So we struggled with it. He finally got it, of course, you could tell…Presley sessions were kind of strange…all these hangers-onthat were his entourage. To a certain extent they were a lot of “yes” people. When he was doing a recording, they would be in the front room playing cards, or something, they could care less. Then, during playback time, they'd come back and ita was the biggest glad-hand slapping you ever saw. “Yeah, that's fantastic! That's great!”
See back then, and I don't know if it's because he didn't have enough clout or an RCA rule, or what. But back then tape copies just didn't go out the door. He didn't hear it again until it was actually released.
So we would do playbacks after the sessions sometimes maybe a couple of hours because he'd want to hear things over and over and over again. And on “It's Now Or Never,” he had me play it about twenty times.

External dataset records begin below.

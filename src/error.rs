//! Typed failures of the retrieval pipeline and the auth gate.
//!
//! Each external collaborator (embedding provider, vector store, language
//! model) has its own error type so callers can tell them apart; none of
//! them is ever swallowed or retried inside the core.

use thiserror::Error;

/// Rejected input, raised before any external call is made.
#[derive(Debug, Error, Clone, PartialEq, Eq)]
#[error("invalid input: {0}")]
pub struct InputConstraintViolation(pub String);

impl InputConstraintViolation {
    pub fn new(message: impl Into<String>) -> Self {
        Self(message.into())
    }
}

#[derive(Debug, Error)]
pub enum EmbeddingServiceError {
    #[error("embedding provider is disabled")]
    Disabled,
    #[error("embedding provider request failed: {0}")]
    Transport(String),
    #[error("embedding provider returned {status}: {body}")]
    Api { status: u16, body: String },
    #[error("malformed embedding response: {0}")]
    Malformed(String),
}

#[derive(Debug, Error)]
pub enum StoreError {
    #[error("vector store query failed: {0}")]
    Database(#[from] sqlx::Error),
    #[error("embedding dimension mismatch: store expects {expected}, got {actual}")]
    DimensionMismatch { expected: usize, actual: usize },
    #[error("corrupt vector in store: {0}")]
    Corrupt(String),
}

#[derive(Debug, Error)]
pub enum GenerationServiceError {
    #[error("language model is disabled")]
    Disabled,
    #[error("language model request failed: {0}")]
    Transport(String),
    #[error("language model returned {status}: {body}")]
    Api { status: u16, body: String },
    #[error("malformed language model response: {0}")]
    Malformed(String),
}

/// Any failure of ingestion, retrieval or answering.
#[derive(Debug, Error)]
pub enum RagError {
    #[error(transparent)]
    InputConstraint(#[from] InputConstraintViolation),
    #[error(transparent)]
    Embedding(#[from] EmbeddingServiceError),
    #[error(transparent)]
    Store(#[from] StoreError),
    #[error(transparent)]
    Generation(#[from] GenerationServiceError),
}

impl From<sqlx::Error> for RagError {
    fn from(err: sqlx::Error) -> Self {
        RagError::Store(StoreError::Database(err))
    }
}

pub type RagResult<T> = std::result::Result<T, RagError>;

#[derive(Debug, Error)]
pub enum AuthError {
    /// Missing or invalid session, or the caller holds none of the
    /// required roles.
    #[error("unauthorized: {0}")]
    Unauthorized(String),
    #[error("passwords are not the same")]
    PasswordMismatch,
    #[error("user not found: {0}")]
    UserNotFound(String),
    #[error("user already exists: {0}")]
    UserExists(String),
    #[error("invalid username or password")]
    InvalidCredentials,
    #[error(transparent)]
    InputConstraint(#[from] InputConstraintViolation),
    #[error("user store failure: {0}")]
    Store(#[from] sqlx::Error),
    #[error("password hashing failed: {0}")]
    Hashing(String),
    #[error("stored roles for {username} are unreadable: {message}")]
    CorruptRoles { username: String, message: String },
}

pub type AuthResult<T> = std::result::Result<T, AuthError>;
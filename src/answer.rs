//! Grounded answering.
//!
//! A question either short-circuits with [`NO_CONTEXT_ANSWER`] when nothing
//! relevant is stored, or is sent to the language model inside a template
//! that confines it to the retrieved chunks. The model is never called with
//! empty context.

use std::sync::Arc;

use crate::error::RagResult;
use crate::generation::LanguageModel;
use crate::models::Answer;
use crate::retriever::Retriever;

/// Reply used when retrieval finds nothing, and the phrase the model is
/// told to use when the context does not cover the question.
pub const NO_CONTEXT_ANSWER: &str = "There is no information about this in the knowledge base.";

/// Placed between retrieved chunks in the prompt.
pub const CONTEXT_SEPARATOR: &str = "\n\n---\n\n";

pub struct Answerer {
    retriever: Arc<Retriever>,
    model: Arc<dyn LanguageModel>,
    top_k: usize,
}

impl Answerer {
    pub fn new(retriever: Arc<Retriever>, model: Arc<dyn LanguageModel>, top_k: usize) -> Self {
        Self {
            retriever,
            model,
            top_k,
        }
    }

    pub async fn answer(&self, question: &str) -> RagResult<Answer> {
        let context = self.retriever.retrieve_top_k(question, self.top_k).await?;

        if context.is_empty() {
            tracing::info!("no stored context for question; skipping generation");
            return Ok(Answer {
                answer: NO_CONTEXT_ANSWER.to_string(),
                context_used: Vec::new(),
            });
        }

        let prompt = build_prompt(question, &context);
        let answer = self.model.complete(&prompt).await?;
        tracing::info!(
            model = self.model.model_name(),
            chunks = context.len(),
            "generated grounded answer"
        );

        Ok(Answer {
            answer,
            context_used: context,
        })
    }
}

pub fn build_prompt(question: &str, context: &[String]) -> String {
    let mut prompt = String::new();
    prompt.push_str("You are an assistant that answers questions using only the context below.\n\n");
    prompt.push_str("Rules:\n");
    prompt.push_str("1. Use only the information in the context.\n");
    prompt.push_str(&format!(
        "2. If the context does not contain the answer, reply exactly: \"{}\"\n",
        NO_CONTEXT_ANSWER
    ));
    prompt.push_str("3. Do not add facts from outside the context.\n");
    prompt.push_str("4. Answer briefly and to the point.\n\n");
    prompt.push_str("Context:\n");
    prompt.push_str(&context.join(CONTEXT_SEPARATOR));
    prompt.push_str("\n\nQuestion:\n");
    prompt.push_str(question);
    prompt.push_str("\n\nAnswer:");
    prompt
}

#[cfg(test)]
mod tests {
    use super::*;

    #[test]
    fn test_prompt_contains_context_and_rules() {
        let context = vec!["Rust was first released in 2015.".to_string(), "Cargo builds crates.".to_string()];
        let prompt = build_prompt("When was Rust released?", &context);

        assert!(prompt.contains("Rust was first released in 2015.\n\n---\n\nCargo builds crates."));
        assert!(prompt.contains(NO_CONTEXT_ANSWER));
        assert!(prompt.contains("only"));
        assert!(prompt.ends_with("When was Rust released?\n\nAnswer:"));
    }
}
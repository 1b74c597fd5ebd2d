//! # ragdesk CLI
//!
//! ## Usage
//!
//! ```bash
//! ragdesk --config ./config/ragdesk.toml <command>
//! ```
//!
//! ## Commands
//!
//! | Command | Description |
//! |---------|-------------|
//! | `ragdesk init` | Create the SQLite database and run schema migrations |
//! | `ragdesk serve` | Start the HTTP server |
//! | `ragdesk ingest <file>` | Chunk, embed and store a text file (`-` for stdin) |
//! | `ragdesk ask "<question>"` | Answer a question from stored context |
//! | `ragdesk user add <name>` | Register an account |
//! | `ragdesk user roles <name> <role>...` | Replace an account's roles |
//! | `ragdesk stats` | Show record and user counts |

use anyhow::Context;
use clap::{Parser, Subcommand};
use std::io::Read;
use std::path::PathBuf;

use ragdesk::app::{AdminServices, AppServices};
use ragdesk::auth::RoleList;
use ragdesk::store::VectorStore;
use ragdesk::{config, logging, migrate, server};

/// ragdesk: grounded question answering over your own text.
#[derive(Parser)]
#[command(name = "ragdesk", version, about)]
struct Cli {
    /// Path to configuration file (TOML).
    #[arg(long, global = true, default_value = "./config/ragdesk.toml")]
    config: PathBuf,

    #[command(subcommand)]
    command: Commands,
}

#[derive(Subcommand)]
enum Commands {
    /// Initialize the database schema.
    ///
    /// Idempotent.
    Init,

    /// Start the HTTP server on `[server].bind`.
    Serve,

    /// Chunk, embed and store the contents of a text file.
    Ingest {
        /// File to read, or `-` for standard input.
        path: PathBuf,
    },

    /// Answer a question using the stored context.
    Ask {
        question: String,

        /// Also print the chunks that were given to the model.
        #[arg(long)]
        show_context: bool,
    },

    /// Manage accounts.
    User {
        #[command(subcommand)]
        action: UserAction,
    },

    /// Show record and user counts.
    Stats,
}

#[derive(Subcommand)]
enum UserAction {
    /// Register an account with the default `user` role.
    Add {
        username: String,
        #[arg(long)]
        password: String,
    },
    /// Replace an account's roles.
    Roles {
        username: String,
        #[arg(required = true)]
        roles: Vec<String>,
    },
}

fn read_input(path: &PathBuf) -> anyhow::Result<String> {
    if path.as_os_str() == "-" {
        let mut buf = String::new();
        std::io::stdin().read_to_string(&mut buf)?;
        Ok(buf)
    } else {
        std::fs::read_to_string(path)
            .with_context(|| format!("Failed to read input file: {}", path.display()))
    }
}

#[tokio::main]
async fn main() -> anyhow::Result<()> {
    logging::init();
    let cli = Cli::parse();
    let cfg = config::load_config(&cli.config)?;

    match cli.command {
        Commands::Init => {
            migrate::run_migrations(&cfg).await?;
            println!("Database initialized successfully.");
        }
        Commands::Serve => {
            server::run_server(&cfg).await?;
        }
        Commands::Ingest { path } => {
            let text = read_input(&path)?;
            let services = AppServices::from_config(&cfg).await?;
            let added = services.retriever.ingest(&text).await?;
            println!("ok: {} chunks added", added);
        }
        Commands::Ask {
            question,
            show_context,
        } => {
            let services = AppServices::from_config(&cfg).await?;
            let answer = services.answerer.answer(&question).await?;
            if show_context {
                for (i, chunk) in answer.context_used.iter().enumerate() {
                    println!("--- context {} ---\n{}\n", i + 1, chunk);
                }
            }
            println!("{}", answer.answer);
        }
        Commands::User { action } => {
            let admin = AdminServices::from_config(&cfg).await?;
            match action {
                UserAction::Add { username, password } => {
                    let user = admin
                        .users
                        .register(&username, &password, &password)
                        .await?;
                    println!("user {} added with roles {:?}", user.username, user.roles);
                }
                UserAction::Roles { username, roles } => {
                    let roles = RoleList::parse(&roles)?;
                    let roles = admin.users.update_roles(&username, roles).await?;
                    println!("user {} now has roles {:?}", username, roles);
                }
            }
        }
        Commands::Stats => {
            let admin = AdminServices::from_config(&cfg).await?;
            let records = admin.store.count().await?;
            let users = admin.users.count().await?;
            println!("records: {}", records);
            println!("users:   {}", users);
        }
    }

    Ok(())
}
//! In-memory [`VectorStore`] for tests and ephemeral runs.
//!
//! Records live in a `Vec` behind `std::sync::RwLock`; search is
//! brute-force over all stored vectors.

use std::sync::RwLock;

use async_trait::async_trait;

use crate::config::DistanceMetric;
use crate::error::RagResult;
use crate::models::{EmbeddingRecord, ScoredChunk};
use crate::vector::Embedding;

use super::{check_dims, check_k, rank, VectorStore};

pub struct InMemoryVectorStore {
    dims: usize,
    metric: DistanceMetric,
    records: RwLock<Vec<EmbeddingRecord>>,
}

impl InMemoryVectorStore {
    pub fn new(dims: usize, metric: DistanceMetric) -> Self {
        Self {
            dims,
            metric,
            records: RwLock::new(Vec::new()),
        }
    }

    /// Snapshot of every stored record, in insertion order.
    pub fn records(&self) -> Vec<EmbeddingRecord> {
        self.records
            .read()
            .unwrap_or_else(|poisoned| poisoned.into_inner())
            .clone()
    }
}

#[async_trait]
impl VectorStore for InMemoryVectorStore {
    fn dims(&self) -> usize {
        self.dims
    }

    fn metric(&self) -> DistanceMetric {
        self.metric
    }

    async fn insert_batch(&self, records: &[(String, Embedding)]) -> RagResult<usize> {
        // Validate everything first so a bad record leaves the store untouched.
        for (_, embedding) in records {
            check_dims(self.dims, embedding)?;
        }

        let mut stored = self
            .records
            .write()
            .unwrap_or_else(|poisoned| poisoned.into_inner());
        for (text, embedding) in records {
            let id = stored.len() as i64 + 1;
            stored.push(EmbeddingRecord {
                id,
                text: text.clone(),
                embedding: embedding.clone(),
            });
        }
        Ok(records.len())
    }

    async fn nearest_scored(&self, query: &Embedding, k: usize) -> RagResult<Vec<ScoredChunk>> {
        check_k(k)?;
        check_dims(self.dims, query)?;

        let stored = self
            .records
            .read()
            .unwrap_or_else(|poisoned| poisoned.into_inner());
        Ok(rank(
            self.metric,
            query,
            stored
                .iter()
                .map(|r| (r.id, r.text.as_str(), r.embedding.as_slice())),
            k,
        ))
    }

    async fn count(&self) -> RagResult<usize> {
        Ok(self
            .records
            .read()
            .unwrap_or_else(|poisoned| poisoned.into_inner())
            .len())
    }
}
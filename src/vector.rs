//! Dense embedding vectors and the distance metrics used to compare them.

use crate::config::DistanceMetric;

/// A fixed-dimension embedding produced by an [`Embedder`](crate::embedding::Embedder).
#[derive(Debug, Clone, PartialEq)]
pub struct Embedding(Vec<f32>);

impl Embedding {
    pub fn new(values: Vec<f32>) -> Self {
        Self(values)
    }

    pub fn dims(&self) -> usize {
        self.0.len()
    }

    pub fn as_slice(&self) -> &[f32] {
        &self.0
    }

    pub fn into_inner(self) -> Vec<f32> {
        self.0
    }
}

impl From<Vec<f32>> for Embedding {
    fn from(values: Vec<f32>) -> Self {
        Self(values)
    }
}

impl DistanceMetric {
    /// Distance between two vectors of equal length; smaller is closer.
    ///
    /// Callers are expected to have checked dimensions. Zero-magnitude
    /// vectors are treated as orthogonal under the cosine metric.
    pub fn distance(self, a: &[f32], b: &[f32]) -> f32 {
        match self {
            DistanceMetric::Cosine => 1.0 - cosine_similarity(a, b),
            DistanceMetric::Euclidean => euclidean_distance(a, b),
        }
    }
}

/// Compute cosine similarity between two embedding vectors.
///
/// Returns a value in `[-1.0, 1.0]`, or `0.0` for empty vectors or
/// vectors of different lengths.
///
/// ```text
///            a · b
/// cos(θ) = ─────────
///          ‖a‖ × ‖b‖
/// ```
pub fn cosine_similarity(a: &[f32], b: &[f32]) -> f32 {
    if a.len() != b.len() || a.is_empty() {
        return 0.0;
    }

    let mut dot = 0.0f32;
    let mut norm_a = 0.0f32;
    let mut norm_b = 0.0f32;

    for (x, y) in a.iter().zip(b.iter()) {
        dot += x * y;
        norm_a += x * x;
        norm_b += y * y;
    }

    let denom = norm_a.sqrt() * norm_b.sqrt();
    if denom < f32::EPSILON {
        return 0.0;
    }

    dot / denom
}

pub fn euclidean_distance(a: &[f32], b: &[f32]) -> f32 {
    a.iter()
        .zip(b.iter())
        .map(|(x, y)| (x - y) * (x - y))
        .sum::<f32>()
        .sqrt()
}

MF: Who was the final arbiter in these decisions?
BP: Well Steve Sholes and myself, basically; Elvis didn't come in that much. Sometimes Elvis thought he did a bad job of something and Steve would talk him out of it. Steve Sholes had good ears and he was a good guy to work with. He died. Had a heart attack in Nashville about ten years ago. Great talent.Likeable fellow. He brought Chet and Elvis to RCA.
MF: How “sound conscious” was Elvis? Would he reject a take because he didn't like the way something sounded?
BP: Well, as far as all the recordings I did with him, he never said anything at all about the sound quality. Zero. Felton Jarvis, who was his producer during the later period, basically called the shots, so Elvis didn't butt in too much. Once in a while he'd ask for a remix or something; but all the time I was working with him, he never made any comments at all about the sound or the balance.
MF: Was he conscious of how his voice sounded?
BP: Oh yes. Definitely. He always was conscious of that.
MF: Did he ever tell you to put more of less reverb on it, or things like that?
BP: No. He never told me anything about that. The only time he was really concerned was when I was working on sound reinforcement [for live performances].
MF: Did you make suggestions for getting closer to the mike, or further away?
BP: Oh yeah. And he always said “Bill, I'll work the mike the way I want to. I don't want to be heard too much. Don't try to turn me up. I'm trying to do this intentionally…” I said “OK!”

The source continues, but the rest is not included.